Stored data entries:
☆ ☆ ☆

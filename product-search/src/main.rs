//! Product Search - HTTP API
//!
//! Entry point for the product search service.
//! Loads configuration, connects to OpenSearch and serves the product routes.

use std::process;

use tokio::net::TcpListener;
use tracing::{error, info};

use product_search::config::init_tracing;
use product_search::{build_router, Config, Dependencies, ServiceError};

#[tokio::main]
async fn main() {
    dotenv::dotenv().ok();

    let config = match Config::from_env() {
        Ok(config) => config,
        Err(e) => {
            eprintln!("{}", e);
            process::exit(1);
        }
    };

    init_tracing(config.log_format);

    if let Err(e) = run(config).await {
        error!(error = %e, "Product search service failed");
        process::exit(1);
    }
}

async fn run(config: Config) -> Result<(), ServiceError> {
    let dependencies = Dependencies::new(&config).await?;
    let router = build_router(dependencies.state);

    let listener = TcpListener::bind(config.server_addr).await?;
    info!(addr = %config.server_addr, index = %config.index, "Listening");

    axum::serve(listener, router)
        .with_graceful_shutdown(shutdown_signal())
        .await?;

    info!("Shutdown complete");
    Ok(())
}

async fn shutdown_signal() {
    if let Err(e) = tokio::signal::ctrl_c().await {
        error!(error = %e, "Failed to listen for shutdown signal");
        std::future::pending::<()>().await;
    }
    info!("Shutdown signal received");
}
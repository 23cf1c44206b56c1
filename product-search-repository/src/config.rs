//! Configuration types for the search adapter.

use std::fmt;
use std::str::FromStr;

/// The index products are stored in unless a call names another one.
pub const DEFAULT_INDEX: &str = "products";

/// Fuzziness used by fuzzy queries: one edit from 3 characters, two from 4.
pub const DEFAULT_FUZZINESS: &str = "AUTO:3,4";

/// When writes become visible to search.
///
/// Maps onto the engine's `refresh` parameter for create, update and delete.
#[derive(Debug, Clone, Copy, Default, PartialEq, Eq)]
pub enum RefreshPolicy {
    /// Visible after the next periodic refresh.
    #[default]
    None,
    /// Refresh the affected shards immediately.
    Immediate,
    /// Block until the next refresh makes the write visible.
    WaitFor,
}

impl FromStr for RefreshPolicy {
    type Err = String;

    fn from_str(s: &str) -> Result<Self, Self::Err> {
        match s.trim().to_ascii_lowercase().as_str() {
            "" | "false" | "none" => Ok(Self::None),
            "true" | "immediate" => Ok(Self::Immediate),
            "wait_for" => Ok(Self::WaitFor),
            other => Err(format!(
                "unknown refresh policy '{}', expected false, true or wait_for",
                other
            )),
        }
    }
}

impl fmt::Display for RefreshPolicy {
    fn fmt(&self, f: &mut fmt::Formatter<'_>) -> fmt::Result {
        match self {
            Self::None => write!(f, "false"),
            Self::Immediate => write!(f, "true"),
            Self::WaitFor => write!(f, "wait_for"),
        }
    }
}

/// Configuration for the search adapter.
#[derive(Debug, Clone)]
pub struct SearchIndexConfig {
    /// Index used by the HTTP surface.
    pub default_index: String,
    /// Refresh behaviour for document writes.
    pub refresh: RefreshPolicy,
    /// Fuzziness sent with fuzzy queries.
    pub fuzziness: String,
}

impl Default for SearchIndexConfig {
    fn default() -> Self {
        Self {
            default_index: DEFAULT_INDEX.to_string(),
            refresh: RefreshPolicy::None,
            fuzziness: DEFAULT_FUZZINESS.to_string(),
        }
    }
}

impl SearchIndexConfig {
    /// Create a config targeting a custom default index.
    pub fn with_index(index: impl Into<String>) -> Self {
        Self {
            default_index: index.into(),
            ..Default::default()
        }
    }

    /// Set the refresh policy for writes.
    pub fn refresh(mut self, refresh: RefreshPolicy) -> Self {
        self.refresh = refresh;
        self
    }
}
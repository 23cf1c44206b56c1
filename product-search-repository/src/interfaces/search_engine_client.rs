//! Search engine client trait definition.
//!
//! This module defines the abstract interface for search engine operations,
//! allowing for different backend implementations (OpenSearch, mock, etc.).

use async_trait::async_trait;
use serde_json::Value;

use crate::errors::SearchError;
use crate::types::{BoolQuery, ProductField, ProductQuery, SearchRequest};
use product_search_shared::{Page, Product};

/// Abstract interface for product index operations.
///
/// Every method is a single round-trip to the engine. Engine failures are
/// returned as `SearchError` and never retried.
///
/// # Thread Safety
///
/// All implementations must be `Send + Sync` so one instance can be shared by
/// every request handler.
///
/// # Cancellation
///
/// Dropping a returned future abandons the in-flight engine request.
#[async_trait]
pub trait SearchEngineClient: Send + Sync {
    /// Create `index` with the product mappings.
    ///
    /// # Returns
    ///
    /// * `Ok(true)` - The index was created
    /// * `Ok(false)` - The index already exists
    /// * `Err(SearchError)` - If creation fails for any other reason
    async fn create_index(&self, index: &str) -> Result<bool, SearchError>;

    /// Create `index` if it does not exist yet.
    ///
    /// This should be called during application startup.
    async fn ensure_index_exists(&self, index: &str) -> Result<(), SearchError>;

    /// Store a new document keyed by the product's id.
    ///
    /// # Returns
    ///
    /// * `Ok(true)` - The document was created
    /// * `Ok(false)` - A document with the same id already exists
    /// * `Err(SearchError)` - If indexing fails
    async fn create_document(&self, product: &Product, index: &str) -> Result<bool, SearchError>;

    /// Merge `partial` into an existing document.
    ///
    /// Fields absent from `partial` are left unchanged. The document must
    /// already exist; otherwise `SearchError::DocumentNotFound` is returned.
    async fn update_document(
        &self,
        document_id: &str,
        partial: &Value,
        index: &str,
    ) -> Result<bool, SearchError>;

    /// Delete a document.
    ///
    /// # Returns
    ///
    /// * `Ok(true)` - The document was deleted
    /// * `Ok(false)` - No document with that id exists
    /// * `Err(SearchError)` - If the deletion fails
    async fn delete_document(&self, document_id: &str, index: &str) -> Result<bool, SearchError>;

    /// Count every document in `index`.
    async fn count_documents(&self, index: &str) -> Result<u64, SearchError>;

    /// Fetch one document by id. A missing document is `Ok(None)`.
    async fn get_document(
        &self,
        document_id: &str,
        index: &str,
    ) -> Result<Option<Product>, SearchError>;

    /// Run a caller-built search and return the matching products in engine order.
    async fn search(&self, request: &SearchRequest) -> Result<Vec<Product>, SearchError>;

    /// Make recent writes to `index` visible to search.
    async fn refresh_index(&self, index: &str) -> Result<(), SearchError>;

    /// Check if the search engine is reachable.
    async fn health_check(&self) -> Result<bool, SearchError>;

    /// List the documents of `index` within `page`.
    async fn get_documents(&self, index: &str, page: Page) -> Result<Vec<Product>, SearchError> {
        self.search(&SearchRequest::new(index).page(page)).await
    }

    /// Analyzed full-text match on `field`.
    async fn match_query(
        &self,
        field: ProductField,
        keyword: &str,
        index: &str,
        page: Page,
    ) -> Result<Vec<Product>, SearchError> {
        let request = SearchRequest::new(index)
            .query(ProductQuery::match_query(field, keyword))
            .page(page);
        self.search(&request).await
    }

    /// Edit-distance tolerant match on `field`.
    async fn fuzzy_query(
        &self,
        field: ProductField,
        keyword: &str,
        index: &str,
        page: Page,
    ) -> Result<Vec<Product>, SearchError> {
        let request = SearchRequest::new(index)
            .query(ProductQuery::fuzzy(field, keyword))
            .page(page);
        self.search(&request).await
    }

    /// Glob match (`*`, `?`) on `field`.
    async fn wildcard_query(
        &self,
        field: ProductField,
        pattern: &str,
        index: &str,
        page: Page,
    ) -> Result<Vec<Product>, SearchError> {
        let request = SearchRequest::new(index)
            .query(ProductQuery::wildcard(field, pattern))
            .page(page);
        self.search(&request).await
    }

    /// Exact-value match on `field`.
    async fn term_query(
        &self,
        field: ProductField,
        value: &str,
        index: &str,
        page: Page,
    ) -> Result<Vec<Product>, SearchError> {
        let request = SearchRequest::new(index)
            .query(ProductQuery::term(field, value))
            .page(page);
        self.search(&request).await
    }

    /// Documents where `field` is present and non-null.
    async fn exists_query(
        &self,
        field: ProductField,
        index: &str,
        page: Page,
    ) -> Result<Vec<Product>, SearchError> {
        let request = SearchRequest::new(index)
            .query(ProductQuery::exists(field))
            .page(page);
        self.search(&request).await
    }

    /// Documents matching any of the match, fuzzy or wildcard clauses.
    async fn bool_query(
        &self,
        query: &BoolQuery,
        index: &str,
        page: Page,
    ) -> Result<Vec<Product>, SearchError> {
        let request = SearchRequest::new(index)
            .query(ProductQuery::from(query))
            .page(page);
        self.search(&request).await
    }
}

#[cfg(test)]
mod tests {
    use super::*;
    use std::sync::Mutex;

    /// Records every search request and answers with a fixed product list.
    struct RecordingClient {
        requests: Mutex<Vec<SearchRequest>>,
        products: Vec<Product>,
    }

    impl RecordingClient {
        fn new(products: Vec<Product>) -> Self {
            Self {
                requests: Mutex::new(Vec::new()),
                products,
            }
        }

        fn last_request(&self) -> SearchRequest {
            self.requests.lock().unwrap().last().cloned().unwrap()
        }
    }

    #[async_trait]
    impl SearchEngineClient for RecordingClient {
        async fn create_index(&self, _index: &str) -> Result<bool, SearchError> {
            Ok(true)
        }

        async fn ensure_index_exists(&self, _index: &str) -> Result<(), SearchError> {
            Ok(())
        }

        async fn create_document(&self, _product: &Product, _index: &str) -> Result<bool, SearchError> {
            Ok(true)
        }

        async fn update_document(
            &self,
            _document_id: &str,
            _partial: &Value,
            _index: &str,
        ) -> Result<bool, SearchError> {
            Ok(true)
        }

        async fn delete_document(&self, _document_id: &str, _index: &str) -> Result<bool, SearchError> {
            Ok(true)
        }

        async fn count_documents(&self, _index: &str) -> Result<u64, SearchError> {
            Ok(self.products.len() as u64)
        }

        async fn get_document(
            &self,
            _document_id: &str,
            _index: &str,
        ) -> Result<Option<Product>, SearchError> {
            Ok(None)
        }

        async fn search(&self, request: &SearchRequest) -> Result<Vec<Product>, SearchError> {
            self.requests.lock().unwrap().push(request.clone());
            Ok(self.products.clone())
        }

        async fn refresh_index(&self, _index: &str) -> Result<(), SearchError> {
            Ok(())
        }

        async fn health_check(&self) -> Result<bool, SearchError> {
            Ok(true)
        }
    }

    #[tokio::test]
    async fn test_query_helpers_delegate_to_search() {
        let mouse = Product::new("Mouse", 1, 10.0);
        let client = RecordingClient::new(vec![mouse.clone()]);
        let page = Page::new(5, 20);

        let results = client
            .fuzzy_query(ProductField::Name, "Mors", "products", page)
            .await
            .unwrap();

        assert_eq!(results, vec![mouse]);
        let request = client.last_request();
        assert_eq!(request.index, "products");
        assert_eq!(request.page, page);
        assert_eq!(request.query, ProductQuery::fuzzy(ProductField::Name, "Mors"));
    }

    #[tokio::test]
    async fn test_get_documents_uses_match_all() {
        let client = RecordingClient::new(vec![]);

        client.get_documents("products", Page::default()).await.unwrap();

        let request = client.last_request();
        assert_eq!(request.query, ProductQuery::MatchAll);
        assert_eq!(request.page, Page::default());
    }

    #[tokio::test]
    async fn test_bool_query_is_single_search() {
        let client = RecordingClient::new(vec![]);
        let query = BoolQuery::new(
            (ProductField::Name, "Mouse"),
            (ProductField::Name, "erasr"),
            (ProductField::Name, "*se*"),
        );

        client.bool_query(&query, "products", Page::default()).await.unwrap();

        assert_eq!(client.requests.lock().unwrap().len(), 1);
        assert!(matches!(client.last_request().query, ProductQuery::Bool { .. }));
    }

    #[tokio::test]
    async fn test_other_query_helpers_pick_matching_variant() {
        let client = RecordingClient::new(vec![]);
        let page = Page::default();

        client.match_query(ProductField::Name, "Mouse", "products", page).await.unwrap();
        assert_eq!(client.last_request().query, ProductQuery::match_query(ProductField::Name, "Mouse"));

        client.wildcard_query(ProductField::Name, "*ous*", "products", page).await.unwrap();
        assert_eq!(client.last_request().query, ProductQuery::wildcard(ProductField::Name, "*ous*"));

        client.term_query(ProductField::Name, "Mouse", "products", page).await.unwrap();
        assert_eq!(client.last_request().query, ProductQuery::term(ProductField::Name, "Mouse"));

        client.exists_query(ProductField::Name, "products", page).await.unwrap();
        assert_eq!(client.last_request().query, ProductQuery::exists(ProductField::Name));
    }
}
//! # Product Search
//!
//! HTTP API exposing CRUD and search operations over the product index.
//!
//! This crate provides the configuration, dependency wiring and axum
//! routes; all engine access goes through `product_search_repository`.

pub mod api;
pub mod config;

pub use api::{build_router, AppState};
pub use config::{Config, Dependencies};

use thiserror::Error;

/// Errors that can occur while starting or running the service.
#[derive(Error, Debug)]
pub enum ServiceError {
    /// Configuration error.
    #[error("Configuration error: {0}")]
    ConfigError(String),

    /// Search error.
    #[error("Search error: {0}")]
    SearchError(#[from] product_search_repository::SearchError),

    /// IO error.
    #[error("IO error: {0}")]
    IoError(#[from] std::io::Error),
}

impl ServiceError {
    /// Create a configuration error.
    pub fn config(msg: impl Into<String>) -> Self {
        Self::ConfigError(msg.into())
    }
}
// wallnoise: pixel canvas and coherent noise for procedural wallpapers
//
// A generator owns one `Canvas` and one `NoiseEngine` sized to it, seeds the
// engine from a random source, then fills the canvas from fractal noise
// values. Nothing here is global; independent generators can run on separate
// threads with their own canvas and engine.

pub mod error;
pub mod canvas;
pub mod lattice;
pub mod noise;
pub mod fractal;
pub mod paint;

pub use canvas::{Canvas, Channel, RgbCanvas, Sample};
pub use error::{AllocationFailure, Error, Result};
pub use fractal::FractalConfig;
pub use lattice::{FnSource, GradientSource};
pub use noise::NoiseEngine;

☆ ☆ ☆

[WHAT IS NEEDED] Retype exactly the lines above, from the one with "client trait definition." through the one with "Engine failures are", inclusive.

[FINISHED EXERCISE]
//! Search engine client trait definition.
//!
//! This module defines the abstract interface for search engine operations,
//! allowing for different backend implementations (OpenSearch, mock, etc.).

use async_trait::async_trait;
use serde_json::Value;

use crate::errors::SearchError;
use crate::types::{BoolQuery, ProductField, ProductQuery, SearchRequest};
use product_search_shared::{Page, Product};

/// Abstract interface for product index operations.
///
/// Every method is a single round-trip to the engine. Engine failures are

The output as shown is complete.